NASA Likely to Move Some Astronauts Off Starliner Due to Extended Delays
upstart writes:
NASA likely to move some astronauts off Starliner due to extended delays:
NASA will not make an official announcement for weeks or months, but two sources say the space agency is moving several astronauts from Boeing's Starliner spacecraft onto SpaceX's Crew Dragon vehicle for upcoming missions to the International Space Station.
The assignments are not final-they have yet to go through the formal approval process of the Multilateral Crew Operations Panel, which includes all international partners-but sources say NASA's rookie astronauts who have not yet flown to space will move off the Boeing vehicle due to its ongoing delays.

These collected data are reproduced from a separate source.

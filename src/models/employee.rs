//! Employee classification and roster models.
//!
//! The engine only needs an [`EmploymentClassification`]; the wider
//! [`RosterEmployee`] record is what the employee roster supplies and is used
//! to resolve a classification and store for a sales row by employee name.

use rust_decimal::Decimal;
use serde::{Deserialize, Serialize};

/// How an employee is compensated.
#[derive(Debug, Clone, Copy, PartialEq, Eq, Default, Serialize, Deserialize)]
pub enum CompensationMode {
    /// Base salary plus sales incentive.
    #[default]
    #[serde(rename = "incentive")]
    IncentiveEligible,
    /// Base salary only; never earns incentive.
    #[serde(rename = "basic")]
    BasicSalaryOnly,
}

/// The compensation terms the engine needs for one employee.
///
/// When no classification is supplied the engine treats the employee as
/// incentive-eligible with a base salary of zero, which is also what
/// [`EmploymentClassification::default`] produces.
///
/// # Examples
///
/// ```
/// use incentive_engine::models::{CompensationMode, EmploymentClassification};
/// use rust_decimal::Decimal;
///
/// let basic = EmploymentClassification {
///     compensation_mode: CompensationMode::BasicSalaryOnly,
///     base_salary: Decimal::from(2_800_000),
/// };
/// assert!(basic.is_basic_salary_only());
/// assert!(!EmploymentClassification::default().is_basic_salary_only());
/// ```
#[derive(Debug, Clone, PartialEq, Eq, Default, Serialize, Deserialize)]
pub struct EmploymentClassification {
    /// Whether the employee earns incentive.
    #[serde(default)]
    pub compensation_mode: CompensationMode,
    /// Monthly base salary in the smallest currency unit.
    #[serde(default)]
    pub base_salary: Decimal,
}

impl EmploymentClassification {
    /// Returns true if the employee is paid base salary only.
    pub fn is_basic_salary_only(&self) -> bool {
        self.compensation_mode == CompensationMode::BasicSalaryOnly
    }
}

/// An employee as held in the roster.
#[derive(Debug, Clone, PartialEq, Eq, Serialize, Deserialize)]
pub struct RosterEmployee {
    /// Display name; sales rows match it after trimming surrounding whitespace.
    pub name: String,
    /// Position title (e.g. "팀장").
    pub position: String,
    /// The store the employee belongs to, if assigned.
    #[serde(default)]
    pub store_name: Option<String>,
    /// Whether the employee earns incentive.
    #[serde(default)]
    pub compensation_mode: CompensationMode,
    /// Monthly base salary in the smallest currency unit.
    #[serde(default)]
    pub base_salary: Decimal,
    /// Inactive employees still match; an active entry wins on a duplicate name.
    #[serde(default = "default_active")]
    pub is_active: bool,
}

fn default_active() -> bool {
    true
}

impl RosterEmployee {
    /// Returns the compensation terms for this employee.
    pub fn classification(&self) -> EmploymentClassification {
        EmploymentClassification {
            compensation_mode: self.compensation_mode,
            base_salary: self.base_salary,
        }
    }
}
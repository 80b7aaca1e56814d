//! Threshold resolution.
//!
//! Thresholds are resolved in two explicit steps:
//!
//! 1. If an override table is supplied and contains the position, use it.
//! 2. Otherwise use the built-in default table.
//!
//! A position found in neither table cannot be calculated.

use crate::config::{ThresholdTable, ThresholdTriple};
use crate::models::{AuditStep, ThresholdSource};

/// The result of a threshold lookup, including the audit step.
#[derive(Debug, Clone)]
pub struct ThresholdLookupResult {
    /// The resolved triple and the table it came from, if found.
    pub resolved: Option<(ThresholdTriple, ThresholdSource)>,
    /// The audit step recording this lookup.
    pub audit_step: AuditStep,
}

/// Resolves the threshold triple for a position.
///
/// `position` is expected to be trimmed already.
///
/// # Examples
///
/// ```
/// use incentive_engine::calculation::resolve_thresholds;
/// use incentive_engine::config::{ThresholdTable, ThresholdTriple};
/// use incentive_engine::models::ThresholdSource;
/// use rust_decimal::Decimal;
///
/// // An override table that lacks the position falls back to the defaults.
/// let mut overrides = ThresholdTable::new();
/// overrides.insert(
///     "수습기사",
///     ThresholdTriple::new(Decimal::from(1), Decimal::from(2), Decimal::from(3)),
/// );
///
/// let result = resolve_thresholds("팀장", Some(&overrides), 1);
/// let (triple, source) = result.resolved.unwrap();
/// assert_eq!(source, ThresholdSource::Default);
/// assert_eq!(triple.base, Decimal::from(24_500_000));
/// ```
pub fn resolve_thresholds(
    position: &str,
    overrides: Option<&ThresholdTable>,
    step_number: u32,
) -> ThresholdLookupResult {
    let from_override = overrides
        .and_then(|table| table.get(position))
        .map(|triple| (*triple, ThresholdSource::Override));

    let resolved = match from_override {
        Some(found) => Some(found),
        None => ThresholdTable::defaults()
            .get(position)
            .map(|triple| (*triple, ThresholdSource::Default)),
    };

    let (output, reasoning) = match &resolved {
        Some((triple, source)) => {
            let source_str = match source {
                ThresholdSource::Override => "override",
                ThresholdSource::Default => "default",
            };
            (
                serde_json::json!({
                    "found": true,
                    "source": source_str,
                    "base": triple.base.to_string(),
                    "level1_end": triple.level1_end.to_string(),
                    "level2_end": triple.level2_end.to_string(),
                }),
                format!(
                    "Position '{}' uses {} thresholds {} / {} / {}",
                    position, source_str, triple.base, triple.level1_end, triple.level2_end
                ),
            )
        }
        None => (
            serde_json::json!({ "found": false }),
            format!(
                "Position '{}' is not in the override or default threshold table",
                position
            ),
        ),
    };

    let audit_step = AuditStep {
        step_number,
        rule_id: "threshold_lookup".to_string(),
        rule_name: "Threshold Lookup".to_string(),
        input: serde_json::json!({
            "position": position,
            "override_table_supplied": overrides.is_some(),
        }),
        output,
        reasoning,
    };

    ThresholdLookupResult {
        resolved,
        audit_step,
    }
}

The most likely scenario is that Nicole Mann, Josh Cassada, and Jeannette Epps will now fly on the SpaceX Crew-5 mission, targeted for launch no earlier than August 2022 on a Falcon 9 rocket. They are likely to be joined by an international partner astronaut, probably Japan's Koichi Wakata, for the mission.
These represent substantial changes for NASA and its astronauts. Mann has been assigned to the Crew Flight Test for Starliner since August 2018. This is the pivotal flight that will take place after Boeing's upcoming uncrewed test flight of Starliner, Orbital Flight Test-2, or OFT-2. At the time of Mann's assignment, Cassada was assigned to the first operational flight of Starliner, a regular rotation mission to the space station called "Starliner-1." Epps was added to the Starliner-1 mission a year ago.
A NASA spokesperson, Kyle Herring, declined to confirm any information about the new assignments.